According to an article in USA Today, researchers have found that siblings who argue could have negative effects on their mental health.

Researchers report that conflicts about personal space and property, such as borrowing items without asking and hanging around when older siblings have friends over, are associated with increased anxiety and lower self-esteem in teens a year later. And fights over issues of fairness and equality, such as whose turn it is to do chores, are associated with later depression in teens.

I’d like to tell these siblings to get over it, but I don’t have any siblings of my own to relate my experience to.


PBS’s Frontline reports that most soldiers who commit suicide have never seen combat or even been deployed. According to the Defense Department, the Army has the sharpest rate of suicides of all the military branches. About 53 percent of military personnel who took their lives in 2011 had no history of deployment to active combat zones such as Iraq or Afghanistan. Even more troubling is that 85 percent of those who committed suicide may have been deployed but not involved in direct combat. Even though the military has invested $50 million to study mental health and suicide, a stigma of getting help still remains. It seems as though military personnel would rather take their own lives than seek help.


An antidepressant called GLYX-13, currently under study, appears to work within hours and last for up to a week. The lead researcher reports little to no side effects on the drug, which is injected intravenously. The drug is in phase 2, which means that its effectiveness and safety are still being tested. I have my doubts about an intravenous drug. If doctors are not currently testing patients’ serotonin levels, how would they be able to prescribe an intravenous antidepressant?


Depression has passed asthma as the top disability among North American (U.S. and Canadian) teens.
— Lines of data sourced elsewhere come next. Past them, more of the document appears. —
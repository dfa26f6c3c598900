//! Browser binding.
//!
//! The page keeps rendering the tiles as DOM elements (their angles come
//! from [`WebDomeGallery::tiles_json`]); this binding owns the interaction
//! state, writes the sphere transform and CSS variables, and drives inertia
//! through `requestAnimationFrame`.

use std::cell::RefCell;
use std::rc::{Rc, Weak};

use fxhash::FxHashMap;
use instant::Instant;
use js_sys::{Function, Object, Reflect};
use serde::Serialize;
use wasm_bindgen::{prelude::*, JsCast};
use web_sys::HtmlElement;

use crate::{
    animation::scheduler::{FrameId, FrameScheduler},
    core::{
        config::GalleryConfig,
        geo::{Point, TileRect},
    },
    gallery::DomeGallery,
    input::events::{EventHandled, TouchPhase, TouchPoint},
    layout::{
        geometry::base_rotation,
        tiles::{load_hint, ImageDescriptor, LoadPriority, LoadingMode},
    },
    GalleryError, Result,
};

#[wasm_bindgen]
extern "C" {
    #[wasm_bindgen(js_namespace = console)]
    fn log(s: &str);
}

macro_rules! console_log {
    ($($t:tt)*) => (log(&format_args!($($t)*).to_string()))
}

fn js_error(value: JsValue) -> GalleryError {
    GalleryError::Web(format!("{:?}", value))
}

fn to_js(error: GalleryError) -> JsValue {
    JsValue::from_str(&error.to_string())
}

/// Installs the panic hook so Rust panics show up in the browser console
#[wasm_bindgen]
pub fn init_panic_hook() {
    #[cfg(target_arch = "wasm32")]
    console_error_panic_hook::set_once();
}

/// [`FrameScheduler`] backed by `requestAnimationFrame`
pub struct WebFrameScheduler {
    window: web_sys::Window,
    next_id: u64,
    handles: FxHashMap<FrameId, i32>,
    target: Weak<RefCell<WebInner>>,
}

impl WebFrameScheduler {
    fn new(window: web_sys::Window) -> Self {
        Self {
            window,
            next_id: 0,
            handles: FxHashMap::default(),
            target: Weak::new(),
        }
    }

    fn bind(&mut self, target: Weak<RefCell<WebInner>>) {
        self.target = target;
    }

    fn delivered(&mut self, id: FrameId) {
        self.handles.remove(&id);
    }

    pub fn pending_count(&self) -> usize {
        self.handles.len()
    }
}

impl FrameScheduler for WebFrameScheduler {
    fn request_frame(&mut self) -> FrameId {
        self.next_id += 1;
        let id = FrameId(self.next_id);
        let target = self.target.clone();

        // Frees itself after the single call; a cancelled frame leaks only the closure
        let callback = Closure::once_into_js(move |_timestamp: f64| {
            if let Some(inner) = target.upgrade() {
                inner.borrow_mut().on_frame(id);
            }
        });

        match self
            .window
            .request_animation_frame(callback.unchecked_ref::<Function>())
        {
            Ok(handle) => {
                self.handles.insert(id, handle);
            }
            Err(e) => log::warn!("requestAnimationFrame failed: {:?}", e),
        }
        id
    }

    fn cancel_frame(&mut self, id: FrameId) {
        if let Some(handle) = self.handles.remove(&id) {
            if let Err(e) = self.window.cancel_animation_frame(handle) {
                log::warn!("cancelAnimationFrame failed: {:?}", e);
            }
        }
    }
}

struct WebInner {
    gallery: DomeGallery<WebFrameScheduler>,
    container: HtmlElement,
    sphere: HtmlElement,
}

impl WebInner {
    fn on_frame(&mut self, id: FrameId) {
        self.gallery.scheduler_mut().delivered(id);
        self.gallery.on_animation_frame(id);
        self.apply_transform();
    }

    fn apply_transform(&self) {
        if let Err(e) = self
            .sphere
            .style()
            .set_property("transform", &self.gallery.sphere_transform())
        {
            log::warn!("Failed to set sphere transform: {:?}", e);
        }
    }

    fn apply_variables(&self) -> Result<()> {
        let style = self.container.style();
        for (name, value) in self.gallery.css_variables() {
            style.set_property(name, &value).map_err(js_error)?;
        }
        Ok(())
    }

    fn measure(&mut self) -> Result<()> {
        let rect = self.container.get_bounding_client_rect();
        let radius = self.gallery.set_container_size(rect.width(), rect.height());
        log::debug!(
            "Container {}x{}, radius {}",
            rect.width(),
            rect.height(),
            radius
        );
        self.apply_variables()
    }
}

#[derive(Serialize)]
struct TileView<'a> {
    key: String,
    src: &'a str,
    alt: &'a str,
    offset_x: i32,
    offset_y: i32,
    size_x: u32,
    size_y: u32,
    rotate_x: f64,
    rotate_y: f64,
    loading: LoadingMode,
    priority: LoadPriority,
}

/// Dome gallery bound to a container element and its sphere element
#[wasm_bindgen]
pub struct WebDomeGallery {
    inner: Rc<RefCell<WebInner>>,
    on_click: RefCell<Option<Function>>,
}

#[wasm_bindgen]
impl WebDomeGallery {
    /// `images_json` is an array of `{ "src": ..., "alt": ... }` objects or
    /// plain source strings. `config_json` may be omitted for defaults.
    #[wasm_bindgen(constructor)]
    pub fn new(
        container: HtmlElement,
        sphere: HtmlElement,
        images_json: &str,
        config_json: Option<String>,
    ) -> std::result::Result<WebDomeGallery, JsValue> {
        Self::create(container, sphere, images_json, config_json.as_deref()).map_err(to_js)
    }

    /// Re-reads the container size, for resize observers
    pub fn resize(&self) -> std::result::Result<f64, JsValue> {
        let mut inner = self.inner.borrow_mut();
        inner.measure().map_err(to_js)?;
        Ok(inner.gallery.radius())
    }

    /// Tile list with resting angles and loading hints, as JSON
    pub fn tiles_json(&self) -> std::result::Result<String, JsValue> {
        let inner = self.inner.borrow();
        let segments = inner.gallery.config().layout.segments;
        let views: Vec<TileView> = inner
            .gallery
            .tiles()
            .iter()
            .enumerate()
            .map(|(index, tile)| {
                let angles = base_rotation(&tile.slot(), segments);
                let (loading, priority) = load_hint(index);
                TileView {
                    key: tile.key(index),
                    src: &tile.src,
                    alt: &tile.alt,
                    offset_x: tile.x,
                    offset_y: tile.y,
                    size_x: tile.size_x,
                    size_y: tile.size_y,
                    rotate_x: angles.rotate_x,
                    rotate_y: angles.rotate_y,
                    loading,
                    priority,
                }
            })
            .collect();
        serde_json::to_string(&views).map_err(|e| to_js(e.into()))
    }

    /// Text to show instead of the sphere, if any
    pub fn placeholder(&self) -> Option<String> {
        self.inner.borrow().gallery.placeholder().map(str::to_string)
    }

    pub fn yaw(&self) -> f64 {
        self.inner.borrow().gallery.rotation().yaw
    }

    pub fn pitch(&self) -> f64 {
        self.inner.borrow().gallery.rotation().pitch
    }

    pub fn sphere_transform(&self) -> String {
        self.inner.borrow().gallery.sphere_transform()
    }

    /// Called with `(src, alt, { x, y, width, height })`
    pub fn set_on_image_click(&self, callback: Function) {
        *self.on_click.borrow_mut() = Some(callback);
    }

    /// Reports a click on tile `index` whose bounding box is given in page
    /// pixels. Returns whether the click was accepted.
    pub fn click_tile(
        &self,
        index: usize,
        left: f64,
        top: f64,
        width: f64,
        height: f64,
    ) -> std::result::Result<bool, JsValue> {
        let rect = TileRect::from_bounds(left, top, width, height);
        let (src, alt) = {
            let mut inner = self.inner.borrow_mut();
            if !inner.gallery.click_tile(index, rect).map_err(to_js)? {
                return Ok(false);
            }
            match inner.gallery.tiles().get(index) {
                Some(tile) => (tile.src.clone(), tile.alt.clone()),
                None => return Ok(false),
            }
        };

        // The handler may call back into this gallery
        let callback = self.on_click.borrow().clone();
        if let Some(callback) = callback {
            let payload = Object::new();
            for (key, value) in [
                ("x", rect.x),
                ("y", rect.y),
                ("width", rect.width),
                ("height", rect.height),
            ] {
                Reflect::set(&payload, &key.into(), &value.into())?;
            }
            callback.call3(&JsValue::NULL, &src.into(), &alt.into(), &payload)?;
        }
        Ok(true)
    }

    pub fn pointer_down(&self, x: f64, y: f64) {
        let mut inner = self.inner.borrow_mut();
        inner.gallery.pointer_down(Point::new(x, y), Instant::now());
    }

    /// Returns `true` when the page should `preventDefault`
    pub fn pointer_move(&self, x: f64, y: f64) -> bool {
        let mut inner = self.inner.borrow_mut();
        let handled = inner.gallery.pointer_move(Point::new(x, y), Instant::now());
        if handled.is_handled() {
            inner.apply_transform();
        }
        handled.is_handled()
    }

    pub fn pointer_up(&self) {
        self.inner.borrow_mut().gallery.pointer_up();
    }

    pub fn pointer_enter(&self) {
        self.inner.borrow_mut().gallery.hover_enter();
    }

    pub fn pointer_leave(&self) {
        self.inner.borrow_mut().gallery.pointer_leave();
    }

    /// Returns `true` when the page should `preventDefault`
    pub fn wheel(&self, delta_x: f64, delta_y: f64) -> bool {
        let mut inner = self.inner.borrow_mut();
        let handled = inner.gallery.wheel(delta_x, delta_y) == EventHandled::Handled;
        if handled {
            inner.apply_transform();
        }
        handled
    }

    /// `touches` is the flat list `[x0, y0, x1, y1, ...]` of active touches
    pub fn touch_start(&self, touches: &[f64]) {
        self.touch(TouchPhase::Start, touches);
    }

    pub fn touch_move(&self, touches: &[f64]) -> bool {
        self.touch(TouchPhase::Move, touches)
    }

    pub fn touch_end(&self) {
        self.touch(TouchPhase::End, &[]);
    }

    /// Cancels pending frames and ends gestures. Call when unmounting.
    pub fn destroy(&self) {
        let mut inner = self.inner.borrow_mut();
        inner.gallery.teardown();
        log::debug!(
            "Dome gallery destroyed, {} frames outstanding",
            inner.gallery.scheduler().pending_count()
        );
    }
}

impl WebDomeGallery {
    fn create(
        container: HtmlElement,
        sphere: HtmlElement,
        images_json: &str,
        config_json: Option<&str>,
    ) -> Result<WebDomeGallery> {
        let window = web_sys::window().ok_or_else(|| GalleryError::Web("no window".into()))?;
        let images = parse_images(images_json)?;
        let config = match config_json {
            Some(json) => GalleryConfig::from_json_str(json)?,
            None => GalleryConfig::default(),
        };

        let gallery = DomeGallery::with_scheduler(images, config, WebFrameScheduler::new(window))?;
        let inner = Rc::new(RefCell::new(WebInner {
            gallery,
            container,
            sphere,
        }));
        {
            let mut state = inner.borrow_mut();
            state.gallery.scheduler_mut().bind(Rc::downgrade(&inner));
            state.measure()?;
            state.apply_transform();
            console_log!("Dome gallery ready with {} tiles", state.gallery.tiles().len());
        }

        Ok(WebDomeGallery {
            inner,
            on_click: RefCell::new(None),
        })
    }

    fn touch(&self, phase: TouchPhase, touches: &[f64]) -> bool {
        let points: Vec<TouchPoint> = touches
            .chunks_exact(2)
            .enumerate()
            .map(|(id, xy)| TouchPoint::new(id as u64, xy[0], xy[1]))
            .collect();

        let mut inner = self.inner.borrow_mut();
        let handled = inner.gallery.touch(phase, &points, Instant::now());
        if handled.is_handled() {
            inner.apply_transform();
        }
        handled.is_handled()
    }
}

/// Accepts `[{ "src", "alt" }]` or `["src", ...]`
fn parse_images(json: &str) -> Result<Vec<ImageDescriptor>> {
    #[derive(serde::Deserialize)]
    #[serde(untagged)]
    enum Entry {
        Full(ImageDescriptor),
        Src(String),
    }

    let entries: Vec<Entry> = serde_json::from_str(json)?;
    Ok(entries
        .into_iter()
        .map(|entry| match entry {
            Entry::Full(image) => image,
            Entry::Src(src) => ImageDescriptor::from(src),
        })
        .collect())
}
Asthma had been the largest contributor to YLDs (years lived with disabilities) for youths in that age range in the US and Canada in 1990, but the study published in The Lancet on Thursday led by researchers at the Institute of Health Metrics and Evaluation (IHME) at the University of Washington, Seattle showed that in this group depression surpassed asthma to claim the number one spot in 2010.

Back in the 1990s, depression was not widely regarded or evaluated among teens. It was still “suck it up” and “pull yourself up by your bootstraps.” My depression was viewed as laziness or “senioritis” among my teachers. I had no sympathy and very little leeway. Now, mental health is being taken more seriously for teens, and I think that’s a good thing.


See you if you can keep an elder person in mind during this holiday season. Senior depression is always on the rise during the holiday season due to problems with health, loneliness, or finances.